** Opening Working data block **

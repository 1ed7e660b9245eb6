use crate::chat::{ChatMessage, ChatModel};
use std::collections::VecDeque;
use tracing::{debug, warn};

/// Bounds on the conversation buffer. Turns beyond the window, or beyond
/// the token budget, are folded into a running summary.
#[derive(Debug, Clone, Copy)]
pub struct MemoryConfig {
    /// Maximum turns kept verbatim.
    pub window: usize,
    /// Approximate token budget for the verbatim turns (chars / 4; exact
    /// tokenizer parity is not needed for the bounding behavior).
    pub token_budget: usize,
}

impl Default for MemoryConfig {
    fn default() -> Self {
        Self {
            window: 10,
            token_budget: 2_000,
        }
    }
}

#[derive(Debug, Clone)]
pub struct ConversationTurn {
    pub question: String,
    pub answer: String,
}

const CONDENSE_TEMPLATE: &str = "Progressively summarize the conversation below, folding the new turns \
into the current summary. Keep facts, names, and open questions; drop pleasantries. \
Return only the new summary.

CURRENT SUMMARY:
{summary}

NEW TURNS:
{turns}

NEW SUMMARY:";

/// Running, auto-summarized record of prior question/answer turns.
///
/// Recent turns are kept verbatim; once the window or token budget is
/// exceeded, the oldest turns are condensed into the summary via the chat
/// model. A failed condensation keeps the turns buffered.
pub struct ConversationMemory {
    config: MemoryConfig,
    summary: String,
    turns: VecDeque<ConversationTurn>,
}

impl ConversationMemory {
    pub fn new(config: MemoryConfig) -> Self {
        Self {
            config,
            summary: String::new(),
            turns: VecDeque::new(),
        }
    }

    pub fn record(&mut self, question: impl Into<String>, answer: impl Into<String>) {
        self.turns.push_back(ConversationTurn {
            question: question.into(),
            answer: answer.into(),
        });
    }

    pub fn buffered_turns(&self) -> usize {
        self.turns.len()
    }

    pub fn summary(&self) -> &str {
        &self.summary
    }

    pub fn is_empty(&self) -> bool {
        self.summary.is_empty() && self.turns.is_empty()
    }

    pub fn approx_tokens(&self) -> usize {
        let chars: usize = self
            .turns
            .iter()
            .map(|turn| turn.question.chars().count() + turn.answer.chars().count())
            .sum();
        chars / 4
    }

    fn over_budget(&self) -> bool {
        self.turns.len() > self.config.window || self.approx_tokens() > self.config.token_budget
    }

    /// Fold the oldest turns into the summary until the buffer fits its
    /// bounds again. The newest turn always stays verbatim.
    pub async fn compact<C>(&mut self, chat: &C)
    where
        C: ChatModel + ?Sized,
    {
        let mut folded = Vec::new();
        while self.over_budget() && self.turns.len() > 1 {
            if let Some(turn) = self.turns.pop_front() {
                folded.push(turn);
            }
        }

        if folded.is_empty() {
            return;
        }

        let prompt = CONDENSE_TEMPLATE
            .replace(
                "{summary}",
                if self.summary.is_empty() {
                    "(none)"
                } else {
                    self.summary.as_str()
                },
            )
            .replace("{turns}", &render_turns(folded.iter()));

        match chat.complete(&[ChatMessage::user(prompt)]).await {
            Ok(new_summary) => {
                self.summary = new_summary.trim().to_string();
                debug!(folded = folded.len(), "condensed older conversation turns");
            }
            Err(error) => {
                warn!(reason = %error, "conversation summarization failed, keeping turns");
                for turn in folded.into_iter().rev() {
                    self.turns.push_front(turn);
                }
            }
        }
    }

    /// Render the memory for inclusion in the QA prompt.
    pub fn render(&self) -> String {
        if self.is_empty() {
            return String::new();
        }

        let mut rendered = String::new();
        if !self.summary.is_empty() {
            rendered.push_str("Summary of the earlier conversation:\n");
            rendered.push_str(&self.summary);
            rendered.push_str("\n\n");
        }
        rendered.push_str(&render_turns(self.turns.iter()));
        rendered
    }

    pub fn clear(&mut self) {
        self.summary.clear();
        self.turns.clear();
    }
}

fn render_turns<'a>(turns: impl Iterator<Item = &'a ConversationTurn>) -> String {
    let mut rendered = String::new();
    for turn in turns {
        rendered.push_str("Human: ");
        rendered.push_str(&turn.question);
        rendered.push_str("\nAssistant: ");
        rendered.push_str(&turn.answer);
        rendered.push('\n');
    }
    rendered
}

** Closing Working data block **

_The problem:_ The listing above should be transcribed in full, exactly as written.

_Written solution:_
repository 1ed7e660b9245eb6
use crate::chat::{ChatMessage, ChatModel};
use std::collections::VecDeque;
use tracing::{debug, warn};

/// Bounds on the conversation buffer. Turns beyond the window, or beyond
/// the token budget, are folded into a running summary.
#[derive(Debug, Clone, Copy)]
pub struct MemoryConfig {
    /// Maximum turns kept verbatim.
    pub window: usize,
    /// Approximate token budget for the verbatim turns (chars / 4; exact
    /// tokenizer parity is not needed for the bounding behavior).
    pub token_budget: usize,
}

impl Default for MemoryConfig {
    fn default() -> Self {
        Self {
            window: 10,
            token_budget: 2_000,
        }
    }
}

#[derive(Debug, Clone)]
pub struct ConversationTurn {
    pub question: String,
    pub answer: String,
}

const CONDENSE_TEMPLATE: &str = "Progressively summarize the conversation below, folding the new turns \
into the current summary. Keep facts, names, and open questions; drop pleasantries. \
Return only the new summary.

CURRENT SUMMARY:
{summary}

NEW TURNS:
{turns}

NEW SUMMARY:";

/// Running, auto-summarized record of prior question/answer turns.
///
/// Recent turns are kept verbatim; once the window or token budget is
/// exceeded, the oldest turns are condensed into the summary via the chat
/// model. A failed condensation keeps the turns buffered.
pub struct ConversationMemory {
    config: MemoryConfig,
    summary: String,
    turns: VecDeque<ConversationTurn>,
}

impl ConversationMemory {
    pub fn new(config: MemoryConfig) -> Self {
        Self {
            config,
            summary: String::new(),
            turns: VecDeque::new(),
        }
    }

    pub fn record(&mut self, question: impl Into<String>, answer: impl Into<String>) {
        self.turns.push_back(ConversationTurn {
            question: question.into(),
            answer: answer.into(),
        });
    }

    pub fn buffered_turns(&self) -> usize {
        self.turns.len()
    }

    pub fn summary(&self) -> &str {
        &self.summary
    }

    pub fn is_empty(&self) -> bool {
        self.summary.is_empty() && self.turns.is_empty()
    }

    pub fn approx_tokens(&self) -> usize {
        let chars: usize = self
            .turns
            .iter()
            .map(|turn| turn.question.chars().count() + turn.answer.chars().count())
            .sum();
        chars / 4
    }

    fn over_budget(&self) -> bool {
        self.turns.len() > self.config.window || self.approx_tokens() > self.config.token_budget
    }

    /// Fold the oldest turns into the summary until the buffer fits its
    /// bounds again. The newest turn always stays verbatim.
    pub async fn compact<C>(&mut self, chat: &C)
    where
        C: ChatModel + ?Sized,
    {
        let mut folded = Vec::new();
        while self.over_budget() && self.turns.len() > 1 {
            if let Some(turn) = self.turns.pop_front() {
                folded.push(turn);
            }
        }

        if folded.is_empty() {
            return;
        }

        let prompt = CONDENSE_TEMPLATE
            .replace(
                "{summary}",
                if self.summary.is_empty() {
                    "(none)"
                } else {
                    self.summary.as_str()
                },
            )
            .replace("{turns}", &render_turns(folded.iter()));

        match chat.complete(&[ChatMessage::user(prompt)]).await {
            Ok(new_summary) => {
                self.summary = new_summary.trim().to_string();
                debug!(folded = folded.len(), "condensed older conversation turns");
            }
            Err(error) => {
                warn!(reason = %error, "conversation summarization failed, keeping turns");
                for turn in folded.into_iter().rev() {
                    self.turns.push_front(turn);
                }
            }
        }
    }

    /// Render the memory for inclusion in the QA prompt.
    pub fn render(&self) -> String {
        if self.is_empty() {
            return String::new();
        }

        let mut rendered = String::new();
        if !self.summary.is_empty() {
            rendered.push_str("Summary of the earlier conversation:\n");
            rendered.push_str(&self.summary);
            rendered.push_str("\n\n");
        }
        rendered.push_str(&render_turns(self.turns.iter()));
        rendered
    }

    pub fn clear(&mut self) {
        self.summary.clear();
        self.turns.clear();
    }
}

fn render_turns<'a>(turns: impl Iterator<Item = &'a ConversationTurn>) -> String {
    let mut rendered = String::new();
    for turn in turns {
        rendered.push_str("Human: ");
        rendered.push_str(&turn.question);
        rendered.push_str("\nAssistant: ");
        rendered.push_str(&turn.answer);
        rendered.push('\n');
    }
    rendered
}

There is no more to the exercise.